Молчал. Тени под глазами, а губы темные — Тииу приняла Дар.
— Пойдешь к той своей девочке?
— Нет. Я обещал, что не причиню ей вреда.
— Никогда?
— Никогда.
Таличе уходила из дома, садилась на круглый камень, торчащий макушкой из густой травы, слушала вечерних сверчков. Много-много дней. Никто не пришел.
— Вот и правильно, — сказал Арута, достраивая подъемник. — Хорошо любоваться зверем, но нельзя жить с ним под одной кровлей. Рано или поздно он растерзает тебя — и, может, так и не поймет, что натворил и зачем.
Дни в Астале текли ровно. Раз пришлось усмирить рабочих дальнего поселения, еще раз — ловить две семьи, бежавшие к морю. Может, им и позволили бы уйти, если бы те держали язык за зубами. А то половине соседей рассказали, как хорошо будет жить им на побережье. Двоих молодых мужчин из беглецов отдали Башне, остальных выпустили в круг, добавив туда пару медведей. Красивых и юных не было в тех семьях, они бы пожили подольше.
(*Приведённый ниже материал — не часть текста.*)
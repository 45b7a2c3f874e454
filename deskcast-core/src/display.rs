//! Display enumeration and selection.
//!
//! [`DisplayRegistry`] owns the current display list and the selected
//! display. The capture loop reads the selection every iteration while
//! the OS "display settings changed" hook and the public
//! [`select`](DisplayRegistry::select) call may mutate it concurrently,
//! so all of it sits behind one lock.

use std::sync::{Arc, Mutex, MutexGuard, PoisonError};

use serde::{Deserialize, Serialize};
use tracing::{info, warn};

use crate::error::{DeskcastError, Result};
use crate::types::MonitorArea;

// ── DisplayInfo ──────────────────────────────────────────────────

/// One attached display.
#[derive(Debug, Clone, PartialEq, Serialize, Deserialize)]
pub struct DisplayInfo {
    /// OS device name, e.g. `\\.\DISPLAY1`. Identity key.
    pub device_name: String,
    /// Human-readable name.
    pub display_name: String,
    /// Placement on the virtual desktop.
    pub monitor_area: MonitorArea,
    pub is_primary: bool,
    /// DPI scale (1.0 = 96 DPI).
    pub scale_factor: f64,
}

// ── DisplaySource ────────────────────────────────────────────────

/// Platform hook that lists the attached displays.
pub trait DisplaySource: Send + Sync {
    fn enumerate(&self) -> Result<Vec<DisplayInfo>>;
}

// ── DisplayRegistry ──────────────────────────────────────────────

#[derive(Default)]
struct RegistryState {
    displays: Vec<DisplayInfo>,
    selected: Option<DisplayInfo>,
}

/// Tracks attached displays and the one being captured.
pub struct DisplayRegistry {
    source: Arc<dyn DisplaySource>,
    state: Mutex<RegistryState>,
}

impl DisplayRegistry {
    /// Create a registry and perform the first enumeration.
    pub fn new(source: Arc<dyn DisplaySource>) -> Self {
        let registry = Self {
            source,
            state: Mutex::new(RegistryState::default()),
        };
        registry.reload();
        registry
    }

    /// Re-enumerate displays. The selection is refreshed by device name
    /// but is *not* moved to another display; see
    /// [`handle_display_settings_changed`](Self::handle_display_settings_changed).
    ///
    /// Enumeration failures keep the previous list.
    pub fn reload(&self) {
        let displays = match self.source.enumerate() {
            Ok(displays) => displays,
            Err(e) => {
                warn!("display enumeration failed: {e}");
                return;
            }
        };
        let mut state = self.state();
        if let Some(selected) = &state.selected {
            state.selected = displays
                .iter()
                .find(|d| d.device_name == selected.device_name)
                .cloned();
        }
        state.displays = displays;
    }

    /// Snapshot of the current display list.
    pub fn displays(&self) -> Vec<DisplayInfo> {
        self.state().displays.clone()
    }

    /// The primary display, or the first one if none is flagged primary.
    pub fn primary(&self) -> Option<DisplayInfo> {
        Self::primary_of(&self.state().displays)
    }

    pub fn find(&self, device_name: &str) -> Option<DisplayInfo> {
        self.state()
            .displays
            .iter()
            .find(|d| d.device_name == device_name)
            .cloned()
    }

    /// The current selection, if any.
    pub fn selected(&self) -> Option<DisplayInfo> {
        self.state().selected.clone()
    }

    /// The current selection, selecting the primary display first if
    /// nothing is selected yet.
    pub fn selected_or_primary(&self) -> Option<DisplayInfo> {
        let mut state = self.state();
        if state.selected.is_none() {
            state.selected = Self::primary_of(&state.displays);
        }
        state.selected.clone()
    }

    /// Switch capture to `device_name`.
    pub fn select(&self, device_name: &str) -> Result<DisplayInfo> {
        let mut state = self.state();
        let display = state
            .displays
            .iter()
            .find(|d| d.device_name == device_name)
            .cloned()
            .ok_or_else(|| DeskcastError::DisplayNotFound(device_name.to_string()))?;
        state.selected = Some(display.clone());
        Ok(display)
    }

    /// React to an OS display-configuration change: re-enumerate, keep
    /// the selection if its device still exists, else fall back to primary.
    pub fn handle_display_settings_changed(&self) {
        info!("display settings changed; refreshing display list");
        let displays = match self.source.enumerate() {
            Ok(displays) => displays,
            Err(e) => {
                warn!("display enumeration failed: {e}");
                return;
            }
        };
        let mut state = self.state();
        let kept = state.selected.as_ref().and_then(|selected| {
            displays
                .iter()
                .find(|d| d.device_name == selected.device_name)
                .cloned()
        });
        state.selected = kept.or_else(|| Self::primary_of(&displays));
        state.displays = displays;
    }

    /// Convert a viewer-relative position (0.0–1.0 on each axis) on
    /// `display` to absolute virtual-desktop coordinates.
    pub fn to_absolute(display: &DisplayInfo, percent_x: f64, percent_y: f64) -> (i32, i32) {
        let area = display.monitor_area;
        let x = area.left as f64 + area.width as f64 * percent_x;
        let y = area.top as f64 + area.height as f64 * percent_y;
        (x as i32, y as i32)
    }

    /// Bounding box of every attached display.
    pub fn virtual_bounds(&self) -> MonitorArea {
        self.state()
            .displays
            .iter()
            .map(|d| d.monitor_area)
            .reduce(|acc, area| acc.union(&area))
            .unwrap_or_default()
    }

    // ── Internal ─────────────────────────────────────────────────

    fn state(&self) -> MutexGuard<'_, RegistryState> {
        self.state.lock().unwrap_or_else(PoisonError::into_inner)
    }

    fn primary_of(displays: &[DisplayInfo]) -> Option<DisplayInfo> {
        displays
            .iter()
            .find(|d| d.is_primary)
            .or_else(|| displays.first())
            .cloned()
    }
}

// ── StaticDisplays ───────────────────────────────────────────────

/// A [`DisplaySource`] backed by a replaceable in-memory list.
///
/// Used by the synthetic backend and to simulate monitor hot-plug.
#[derive(Default)]
pub struct StaticDisplays {
    displays: Mutex<Vec<DisplayInfo>>,
}

impl StaticDisplays {
    pub fn new(displays: Vec<DisplayInfo>) -> Self {
        Self {
            displays: Mutex::new(displays),
        }
    }

    /// Replace the list returned by the next enumeration.
    pub fn set(&self, displays: Vec<DisplayInfo>) {
        *self.displays.lock().unwrap_or_else(PoisonError::into_inner) = displays;
    }
}

impl DisplaySource for StaticDisplays {
    fn enumerate(&self) -> Result<Vec<DisplayInfo>> {
        let displays = self
            .displays
            .lock()
            .unwrap_or_else(PoisonError::into_inner)
            .clone();
        if displays.is_empty() {
            return Err(DeskcastError::NoDisplays);
        }
        Ok(displays)
    }
}

#[cfg(test)]
pub(crate) fn test_display(name: &str, area: MonitorArea, is_primary: bool) -> DisplayInfo {
    DisplayInfo {
        device_name: name.to_string(),
        display_name: format!("Display {name}"),
        monitor_area: area,
        is_primary,
        scale_factor: 1.0,
    }
}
Ахатта Тайау произволом согнал с привычного места собственного сводного брата и поставил на его место внука. Впрочем, шары льяти не ошибались — Къятта и в самом деле был сильнее. Значит, достойнее. А опыт приложится, сказал Ахатта.
И Къятта был доволен жизнью, как никогда.
Все хорошо. Только брат его младший как с цепи сорвался — метался по лесу в обличье энихи, приходил раненый и не позволял прикасаться к себе, дома то огрызался на любое слово, то утыкался лицом в подушку — попробуй, приведи в чувство. Ничего, примет, думал Къятта. Быть собой проще, чем быть другим. А именно собой он и станет. Только бы не натворил ничего. И посылал следить за ним тогда, когда сам не мог. Только попробуй уследи за энихи… да и за Кайе в человечьем обличье тоже. Нъенна, которого мальчишка чуть не убил, долго кричал Къятте в лицо страшные ругательства, но не нашел в себе сил навсегда порвать с этим домом. Да и как порвешь? Родня.
Пришлось преподать братишке несколько уроков обращения с девушками. С «красными поясами» — дед спокойно, как обычно говорил, пообещал оторвать старшему внуку голову, если тот выберет для забав младшего девчонок из обычных семей.
— Успеет. Пусть пока поймет, что свои — те, кого защищают, а не берут силой. Дашь хищнику кость — не отнимешь потом.
— Да помню я! — раздраженно сказал Къятта, и увел брата в город.
Не сомневался, что вдали от старшего подобные развлечения все равно закончились бы смертью слабых — пока хоть малому подобию контроля не научится. Или пока не научится выбирать более сильных. А среди равных игрушек не ищут, а пару подыскать с его-то гонором — задача нелепая. У Сильнейших своего хватает с избытком, правда, братишка их всех переплюнул.
Время Старой листвы подошло.
— Выросла девочка, — заметил как-то дед, поглядев на Киаль.
Она танцевала в саду, легко переступая ногами в плетеных кожаных сандалиях, звеня бесчисленными подвесками и браслетами, и птицы языками пламени кружились подле нее. Ненастоящие птицы — Кайе с детства пытался ухватить одну из них за хвост, но тот рассыпался искрами в пальцах.
— Ну, чушь, а не Сила, — обиженно говорил он всем домочадцам, и один раз дед взял его за ухо твердыми пальцами и велел смотреть, как, подчиненный движениям девушки, застывает пойманный волк, как начинают подрагивать его лапы и тело, а на морде появляется выражение ужаса, как фонтанчиком вырывается кровь из его пасти и ноздрей.
— Медленно — не всегда плохо, — назидательно сказал дед и выпустил ухо внука.
— Я не покину Род, — сказала Киаль, поморщившись, когда до нее дошли слухи о младшем брате и девушках. — Моя Сила — танец, и ни мужчины, ни женщины мне не нужны.